- Born: 20 January 1987 (age 39) Juiz de Fora, Minas Gerais, Brazil
- Team: Alliance Jiu Jitsu
- Rank: Black belt in Brazilian jiu-jitsu
- Medal record
Representing Brazil
Brazilian jiu-jitsu
IBJJF World Championship
| Gold medal – first place | 2010 California, USA | -94kg |
| Silver medal – second place | 2011 California, USA | -94kg |
| Silver medal – second place | 2011 California, USA | Absolute |
| Silver medal – second place | 2012 California, USA | -100kg |
| Bronze medal – third place | 2012 California, USA | Absolute |
| Gold medal – first place | 2013 California, USA | -100kg |
| Silver medal – second place | 2014 California, USA | -100kg |
| Bronze medal – third place | 2014 California, USA | Absolute |
| Gold medal – first place | 2015 California, USA | -100kg |
| Gold medal – first place | 2015 California, USA | Absolute |
| Silver medal – second place | 2017 California, USA | -100kg |
IBJJF Pan American Championship
| Gold medal – first place | 2010 California, USA | -94kg |
| Gold medal – first place | 2010 California, USA | Absolute |
| Gold medal – first place | 2012 California, USA | -100kg |
| Gold medal – first place | 2015 California, USA | -100kg |
| Gold medal – first place | 2015 California, USA | Absolute |
| Gold medal – first place | 2016 California, USA | Absolute |
IBJJF European Championship
| Gold medal – first place | 2011 Lisbon, Portugal | -94kg |
| Gold medal – first place | 2012 Lisbon, Portugal | -100kg |
| Gold medal – first place | 2013 Lisbon, Portugal | -100kg |
IBJJF European No-Gi Championship
| Gold medal – first place | 2012 London, England | Absolute |
| Gold medal – first place | 2012 London, England | -86.5kg |
CBJJ Brazilian National Championship
| Gold medal – first place | 2010 Rio de Janeiro, Brazil | Absolute |
CBJJ Brazilian Nationals No-Gi Championship
| Gold medal – first place | 2009 Rio de Janeiro, Brazil | +81.5kg |

= Bernardo Faria =

Brazilian martial artist

Bernardo Augusto Rocha de Faria is a Brazilian submission grappler and instructor.

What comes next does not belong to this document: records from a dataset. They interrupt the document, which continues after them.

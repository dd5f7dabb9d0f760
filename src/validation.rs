//! Input validation, applied before any row is written.

use crate::error::{Error, Result};
use crate::models::{BenefitInput, BenefitType, Frequency, NewCard};

/// Validates per-window values for `frequency`.
///
/// An absent or empty list means "no overrides". Otherwise the list must have exactly the
/// frequency's window count and hold finite, non-negative numbers.
pub fn normalise_window_values(frequency: Frequency, values: Option<Vec<f64>>) -> Result<Option<Vec<f64>>> {
    let Some(values) = values.filter(|v| !v.is_empty()) else {
        return Ok(None);
    };
    let Some(expected) = frequency.window_value_count() else {
        return Err(Error::validation(
            "Custom window values are only supported for monthly, quarterly, or semiannual benefits.",
        ));
    };
    if values.len() != expected {
        return Err(Error::validation(format!(
            "Expected {} values for a {} benefit, received {}.",
            expected,
            frequency,
            values.len()
        )));
    }
    for (position, value) in values.iter().enumerate() {
        if !value.is_finite() {
            return Err(Error::validation(format!(
                "Window value #{} for {} benefits must be numeric.",
                position + 1,
                frequency
            )));
        }
        if *value < 0.0 {
            return Err(Error::validation("Window values must be zero or greater."));
        }
    }
    Ok(Some(values))
}

/// Checks the value fields against the benefit type.
pub fn validate_benefit_values(
    benefit_type: BenefitType,
    value: Option<f64>,
    expected_value: Option<f64>,
) -> Result<()> {
    if let Some(v) = value.filter(|v| !v.is_finite() || *v < 0.0) {
        return Err(Error::validation(format!("Benefit value must be zero or greater, got {v}.")));
    }
    if let Some(v) = expected_value.filter(|v| !v.is_finite() || *v < 0.0) {
        return Err(Error::validation(format!("Expected value must be zero or greater, got {v}.")));
    }
    match benefit_type {
        BenefitType::Cumulative => {
            if value.is_some_and(|v| v != 0.0) {
                return Err(Error::validation("Cumulative benefits should not define an initial value."));
            }
        }
        BenefitType::Standard | BenefitType::Incremental => {
            if value.is_none_or(|v| v <= 0.0) {
                return Err(Error::validation(
                    "A positive value is required for standard and incremental benefits.",
                ));
            }
            if expected_value.is_some_and(|v| v != 0.0) {
                return Err(Error::validation("Expected value is only supported for cumulative benefits."));
            }
        }
    }
    Ok(())
}

/// Validates a new benefit and returns it in canonical form: cumulative benefits drop `value`,
/// others drop `expected_value`, and window values are normalised.
pub fn validate_benefit_input(mut input: BenefitInput) -> Result<BenefitInput> {
    if input.name.trim().is_empty() {
        return Err(Error::validation("Benefit name is required."));
    }
    validate_benefit_values(input.benefit_type, input.value, input.expected_value)?;
    match input.benefit_type {
        BenefitType::Cumulative => {
            input.value = None;
            if input.window_values.as_ref().is_some_and(|v| !v.is_empty()) {
                return Err(Error::validation("Cumulative benefits do not support window values."));
            }
            input.window_values = None;
        }
        BenefitType::Standard | BenefitType::Incremental => {
            input.expected_value = None;
            input.window_values = normalise_window_values(input.frequency, input.window_values)?;
        }
    }
    Ok(input)
}

pub fn validate_last_four(last_four: &str) -> Result<()> {
    let digits = last_four.len();
    if !(4..=5).contains(&digits) || !last_four.chars().all(|c| c.is_ascii_digit()) {
        return Err(Error::validation("Last four must be 4 or 5 digits."));
    }
    Ok(())
}

pub fn validate_annual_fee(annual_fee: f64) -> Result<()> {
    if !annual_fee.is_finite() || annual_fee < 0.0 {
        return Err(Error::validation("Annual fee must be zero or greater."));
    }
    Ok(())
}

pub fn validate_new_card(card: &NewCard) -> Result<()> {
    if card.card_name.trim().is_empty() {
        return Err(Error::validation("Card name is required."));
    }
    validate_last_four(&card.last_four)?;
    validate_annual_fee(card.annual_fee)
}

pub fn validate_redemption_amount(amount: f64) -> Result<()> {
    if !amount.is_finite() || amount <= 0.0 {
        return Err(Error::validation("Redemption amount must be greater than zero."));
    }
    Ok(())
}
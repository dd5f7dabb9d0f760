pub mod calendar;
pub mod config;
pub mod db;
pub mod error;
pub mod ledger;
pub mod models;
pub mod templates;
pub mod tracker;
pub mod usage;
pub mod validation;
pub mod valuation;
pub mod views;
pub mod windows;

pub use error::{Error, Result};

He is multi-time IBJJF World Jiu-Jitsu Champion, European Champion, Pan-American Champion and Brazilian National Champion.
In February and March 2013, Faria was ranked first in the IBJJF World Ranking of all divisions, and was chosen as the best jiu-jitsu athlete of 2015. Faria received his black belt from instructor Ricardo Marques in 2008, and moved to the Alliance Jiu Jitsu Sao Paulo team to train with Fábio Gurgel in 2009. In June 2022, Faria was inducted in the IBJJF Hall of Fame.

Bernardo Faria currently runs his own jiu-jitsu academy in Bedford, Massachusetts. He is a member of Alliance Jiu Jitsu team and Marcelo Garcia Association.

Faria is the co-founder of BJJ Fanatics, an online platform that provides educational content for grapplers.